Vice Prime Minister and Strategic Affairs Minister Moshe Ya'alon took to Twitter this afternoon to try and clarify his remarks made on Israel Radio that all but seemed to be taking credit for the Flame bug.
To recap, in his interview Ya'alon said that "Anyone who sees the Iranian threat as a significant threat – it's reasonable [to assume] that he will take various steps, including these, to harm it," and that "Israel is blessed as being a country rich with high-tech, these tools that we take pride in open up all kinds of opportunities for us."
While that wasn't actually taking responsibility in Israel's name, it was much closer than any Israeli official has come to acknowledging that the nation's much-vaunted technological capabilities were being harnessed to wage electronic warfare on Iran.
After this statement caused the expected fuss, and was quickly seized in Tehran, Ya'alon issued nine separate tweets, in English and Hebrew, in which he made clear that: "We take pride in our technological accomplishments, both civilian and defense the State of Israel investing significantly in defending against penetration of its computer networks Plenty of advanced Western countries, with apparent cyber-warfare capabilities, view Iran and especially its nuclear program as real threat"
Enough said, plenty of countries could have been behind Flame.
We don't know much about Flame yet. Thomas Rid, a reader at the Department of War Studies in London's King College, who has told me that much of what has been written about Flame over the past couple of days is "premature because of the sheer size of it (20MB) and the fact that it is very hard to reverse-engineer.

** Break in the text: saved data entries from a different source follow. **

use std::fmt;

use chrono::{DateTime, Duration, Utc};
use secrecy::{ExposeSecret, SecretString};
use serde::Deserialize;
use url::Url;

/// Static application credentials created in the controller's
/// Platform Integration page. They never rotate.
#[derive(Debug, Clone)]
pub struct ClientCredentials {
    pub client_id: String,
    pub client_secret: SecretString,
}

/// An access/refresh token pair and the instant the access token expires.
#[derive(Debug, Clone)]
pub struct TokenSet {
    pub access_token: SecretString,
    pub refresh_token: SecretString,
    pub expires_at: DateTime<Utc>,
}

impl TokenSet {
    /// A placeholder pair that is already expired and carries no refresh
    /// token, so the first `ensure_valid()` re-issues from client credentials.
    pub fn expired() -> Self {
        Self {
            access_token: SecretString::from(String::new()),
            refresh_token: SecretString::from(String::new()),
            expires_at: DateTime::<Utc>::default(),
        }
    }

    /// `true` once `now` has entered the renewal window before expiry.
    pub fn needs_refresh(&self, now: DateTime<Utc>, buffer: Duration) -> bool {
        now >= self.expires_at - buffer
    }

    /// `true` when there is no refresh token to attempt a refresh with.
    pub fn has_refresh_token(&self) -> bool {
        !self.refresh_token.expose_secret().is_empty()
    }
}

/// Connection parameters plus the current token pair for one controller.
///
/// Created once at startup and handed to [`TokenManager`](crate::TokenManager),
/// which becomes its only mutator.
#[derive(Debug, Clone)]
pub struct Session {
    /// Northbound API root, e.g. `https://use1-omada-northbound.tplinkcloud.com`.
    pub base_url: Url,
    /// Controller identifier (`omadacId`).
    pub omada_id: String,
    pub credentials: ClientCredentials,
    pub tokens: TokenSet,
}

// ── Persistence hook ────────────────────────────────────────────────

/// Receives every freshly refreshed or re-issued token pair.
///
/// The host stores it durably and feeds it back into [`Session::tokens`]
/// on restart, so a restart does not burn a client-credentials grant.
pub trait TokenStore: Send + Sync {
    fn store(&self, tokens: &TokenSet);
}

impl<F> TokenStore for F
where
    F: Fn(&TokenSet) + Send + Sync,
{
    fn store(&self, tokens: &TokenSet) {
        self(tokens);
    }
}

/// A [`TokenStore`] that discards everything.
#[derive(Debug, Clone, Copy, Default)]
pub struct NoopTokenStore;

impl TokenStore for NoopTokenStore {
    fn store(&self, _tokens: &TokenSet) {}
}

// ── Token grant wire type ───────────────────────────────────────────

/// `result` of a successful token grant.
#[derive(Deserialize)]
#[serde(rename_all = "camelCase")]
pub(crate) struct TokenGrant {
    pub access_token: String,
    pub refresh_token: String,
    pub expires_in: i64,
    #[serde(default)]
    pub token_type: Option<String>,
}

impl TokenGrant {
    pub(crate) fn into_token_set(self, now: DateTime<Utc>) -> TokenSet {
        TokenSet {
            access_token: SecretString::from(self.access_token),
            refresh_token: SecretString::from(self.refresh_token),
            expires_at: now + Duration::seconds(self.expires_in),
        }
    }
}

impl fmt::Debug for TokenGrant {
    fn fmt(&self, f: &mut fmt::Formatter<'_>) -> fmt::Result {
        f.debug_struct("TokenGrant")
            .field("token_type", &self.token_type)
            .field("expires_in", &self.expires_in)
            .finish_non_exhaustive()
    }
}
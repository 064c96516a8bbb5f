// ── MacAddress ──
//
// The Open API addresses devices and clients by MAC in URL paths using
// the `AA-BB-CC-DD-EE-FF` form, so that is the canonical map key.

use std::fmt;
use std::str::FromStr;

use serde::{Deserialize, Serialize};

/// MAC address, normalized to uppercase dash-separated format (AA-BB-CC-DD-EE-FF).
#[derive(Debug, Clone, PartialEq, Eq, Hash, PartialOrd, Ord, Serialize, Deserialize)]
pub struct MacAddress(String);

impl MacAddress {
    /// Create a normalized MAC address from any common format.
    /// Accepts colon-separated, dash-separated, dotted, or bare hex.
    pub fn new(raw: impl AsRef<str>) -> Self {
        let hex: String = raw
            .as_ref()
            .chars()
            .filter(char::is_ascii_hexdigit)
            .map(|c| c.to_ascii_uppercase())
            .collect();

        if hex.len() != 12 {
            // Not a 48-bit address; keep it usable as a key anyway.
            return Self(raw.as_ref().trim().to_uppercase().replace(':', "-"));
        }

        let pairs: Vec<&str> = (0..12)
            .step_by(2)
            .filter_map(|i| hex.get(i..i + 2))
            .collect();
        Self(pairs.join("-"))
    }

    pub fn as_str(&self) -> &str {
        &self.0
    }
}

impl fmt::Display for MacAddress {
    fn fmt(&self, f: &mut fmt::Formatter<'_>) -> fmt::Result {
        write!(f, "{}", self.0)
    }
}

impl FromStr for MacAddress {
    type Err = std::convert::Infallible;

    fn from_str(s: &str) -> Result<Self, Self::Err> {
        Ok(Self::new(s))
    }
}

#[cfg(test)]
#[allow(clippy::unwrap_used)]
mod tests {
    use super::*;

    #[test]
    fn colon_and_dash_forms_share_a_key() {
        let a = MacAddress::new("aa:bb:cc:dd:ee:ff");
        let b = MacAddress::new("AA-BB-CC-DD-EE-FF");
        assert_eq!(a, b);
        assert_eq!(a.as_str(), "AA-BB-CC-DD-EE-FF");
    }

    #[test]
    fn bare_and_dotted_hex_normalize() {
        assert_eq!(MacAddress::new("aabbccddeeff").as_str(), "AA-BB-CC-DD-EE-FF");
        assert_eq!(MacAddress::new("aabb.ccdd.eeff").as_str(), "AA-BB-CC-DD-EE-FF");
    }

    #[test]
    fn mac_address_from_str() {
        let mac: MacAddress = "11:22:33:44:55:aa".parse().unwrap();
        assert_eq!(mac.to_string(), "11-22-33-44-55-AA");
    }

    #[test]
    fn malformed_input_is_kept_uppercase() {
        assert_eq!(MacAddress::new("ab:cd").as_str(), "AB-CD");
    }
}
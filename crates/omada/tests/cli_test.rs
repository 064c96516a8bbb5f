//! Integration tests for the `omada` CLI binary.
//!
//! These tests cover argument parsing, help output, shell completions,
//! and configuration errors, all without a live controller.
#![allow(clippy::unwrap_used)]

use std::path::Path;

use assert_cmd::cargo::cargo_bin_cmd;
use predicates::prelude::*;

// ── Helpers ─────────────────────────────────────────────────────────

/// Build a command for the `omada` binary with config and data dirs
/// pointed at `home`, and every `OMADA_*` override cleared.
fn omada_cmd(home: &Path) -> assert_cmd::Command {
    let mut cmd = cargo_bin_cmd!("omada");
    cmd.env("HOME", home)
        .env("XDG_CONFIG_HOME", home.join("config"))
        .env("XDG_DATA_HOME", home.join("data"))
        .env_remove("OMADA_PROFILE")
        .env_remove("OMADA_SITE")
        .env_remove("OMADA_OUTPUT")
        .env_remove("OMADA_INSECURE")
        .env_remove("OMADA_TIMEOUT")
        .env_remove("RUST_LOG");
    cmd
}

fn write_config(home: &Path, body: &str) {
    let dir = home.join("config").join("omada");
    std::fs::create_dir_all(&dir).unwrap();
    std::fs::write(dir.join("config.toml"), body).unwrap();
}

fn combined_output(output: &std::process::Output) -> String {
    let stdout = String::from_utf8_lossy(&output.stdout);
    let stderr = String::from_utf8_lossy(&output.stderr);
    format!("{stdout}{stderr}")
}

// ── Basic invocation ────────────────────────────────────────────────

#[test]
fn test_no_args_shows_help() {
    let home = tempfile::tempdir().unwrap();
    let output = omada_cmd(home.path()).output().unwrap();
    assert_eq!(output.status.code(), Some(2));
    assert!(combined_output(&output).contains("Usage"));
}

#[test]
fn test_help_lists_commands() {
    let home = tempfile::tempdir().unwrap();
    omada_cmd(home.path()).arg("--help").assert().success().stdout(
        predicate::str::contains("Omada")
            .and(predicate::str::contains("devices"))
            .and(predicate::str::contains("watch"))
            .and(predicate::str::contains("poe")),
    );
}

#[test]
fn test_version_flag() {
    let home = tempfile::tempdir().unwrap();
    omada_cmd(home.path())
        .arg("--version")
        .assert()
        .success()
        .stdout(predicate::str::contains("omada"));
}

// ── Shell completions ───────────────────────────────────────────────

#[test]
fn test_completions_zsh() {
    let home = tempfile::tempdir().unwrap();
    omada_cmd(home.path())
        .args(["completions", "zsh"])
        .assert()
        .success()
        .stdout(predicate::str::contains("#compdef"));
}

#[test]
fn test_completions_bash() {
    let home = tempfile::tempdir().unwrap();
    omada_cmd(home.path())
        .args(["completions", "bash"])
        .assert()
        .success()
        .stdout(predicate::str::is_empty().not());
}

// ── Argument errors ─────────────────────────────────────────────────

#[test]
fn test_invalid_subcommand() {
    let home = tempfile::tempdir().unwrap();
    let output = omada_cmd(home.path()).arg("foobar").output().unwrap();
    assert_eq!(output.status.code(), Some(2));
    assert!(combined_output(&output).contains("foobar"));
}

#[test]
fn test_port_poe_requires_state() {
    let home = tempfile::tempdir().unwrap();
    omada_cmd(home.path())
        .args(["port", "poe", "AA-BB-CC-DD-EE-02", "3"])
        .assert()
        .code(2);
}

#[test]
fn test_invalid_output_format() {
    let home = tempfile::tempdir().unwrap();
    omada_cmd(home.path())
        .args(["--output", "xml", "sites"])
        .assert()
        .code(2);
}

// ── Configuration errors ────────────────────────────────────────────

#[test]
fn test_missing_profile_exits_not_found() {
    let home = tempfile::tempdir().unwrap();
    omada_cmd(home.path())
        .arg("devices")
        .assert()
        .code(4)
        .stderr(predicate::str::contains("not found in configuration"));
}

#[test]
fn test_profile_without_secret_exits_auth() {
    let home = tempfile::tempdir().unwrap();
    write_config(
        home.path(),
        r#"
default_profile = "cli-test-no-keyring"

[profiles.cli-test-no-keyring]
region = "eu"
omada_id = "omadac-1"
client_id = "client-id"
"#,
    );
    omada_cmd(home.path())
        .arg("sites")
        .assert()
        .code(3)
        .stderr(predicate::str::contains("No client secret"));
}

#[test]
fn test_profile_without_url_is_usage_error() {
    let home = tempfile::tempdir().unwrap();
    write_config(
        home.path(),
        r#"
[profiles.default]
omada_id = "omadac-1"
client_id = "client-id"
client_secret = "secret"
"#,
    );
    omada_cmd(home.path())
        .arg("sites")
        .assert()
        .code(2)
        .stderr(predicate::str::contains("api_url"));
}

// ── Local commands ──────────────────────────────────────────────────

#[test]
fn test_token_show_without_cache() {
    let home = tempfile::tempdir().unwrap();
    omada_cmd(home.path())
        .args(["token", "show"])
        .assert()
        .success()
        .stdout(predicate::str::contains("No cached token"));
}

#[test]
fn test_token_show_reads_cache() {
    let home = tempfile::tempdir().unwrap();
    let data = home.path().join("data").join("omada");
    std::fs::create_dir_all(&data).unwrap();
    std::fs::write(
        data.join("tokens.toml"),
        r#"
[profiles.default]
access_token = "at"
refresh_token = "rt"
expires_at = "2030-01-01T00:00:00Z"
"#,
    )
    .unwrap();

    omada_cmd(home.path())
        .args(["--output", "json-compact", "token", "show"])
        .assert()
        .success()
        .stdout(
            predicate::str::contains(r#""cached":true"#)
                .and(predicate::str::contains("2030-01-01T00:00:00")),
        );
}

#[test]
fn test_config_profiles_marks_active() {
    let home = tempfile::tempdir().unwrap();
    write_config(
        home.path(),
        r#"
default_profile = "home"

[profiles.home]
region = "us"
omada_id = "a"
client_id = "b"

[profiles.lab]
api_url = "https://10.0.0.2:8043"
omada_id = "c"
client_id = "d"
"#,
    );
    omada_cmd(home.path())
        .args(["config", "profiles"])
        .assert()
        .success()
        .stdout(predicate::str::contains("home (active)").and(predicate::str::contains("lab")));
}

There is a lot of speculation, and even saying that a state was behind it is a speculation." Rid gave it the best description I have heard so far – "a listening device on steroids." He also thinks it will be virtually impossible to trace the source and the computers that were controlling it from afar and receiving the information collected from the computers in Iran and other countries in the Middle East that were affected.
"If it's anything like we saw with Stuxnet, then Flame will be covering its traces, with false IP addresses in different countries that probably are not relevant anymore anyway. It will also be impossible to figure how long it was operating since the time-spans have been falsified to the 1990s. It probably hasn't been working for fifteen years."
But Mikko Hypponen, one of the world's leading experts on computer viruses, believes that Flame "has been spreading for years." Which leads to the question, if this spy-virus was lurking for so long, recording and passing on every keystroke, e-mail, websearch and conversation carried out on the unwitting host computers, why was it only discovered now?
Flame was apparently specifically designed to evade all types of anti-virus defense systems in general use and its detection could point to the fact that after a prolonged period of activity, it was finally tripped up by some new program, yet another indication of its longevity.
But there is also the possibility that its designers and operators developed in advance an even more sophisticated and stealthy version of spyware, and could allow for it to be detected. In this case, Ya'alon's intriguing statements this morning may have been aimed at spooking the Iranians.
Rid, who has recently published a major work on Israel's doctrine of strategic deterrence believes this could be the case. "It's an opportunity for people like Ya'alon to create a scare," he says. "Any statement by Israeli leaders is taking advantage of the situation to create so much visibility and scare and fear among the Iranians."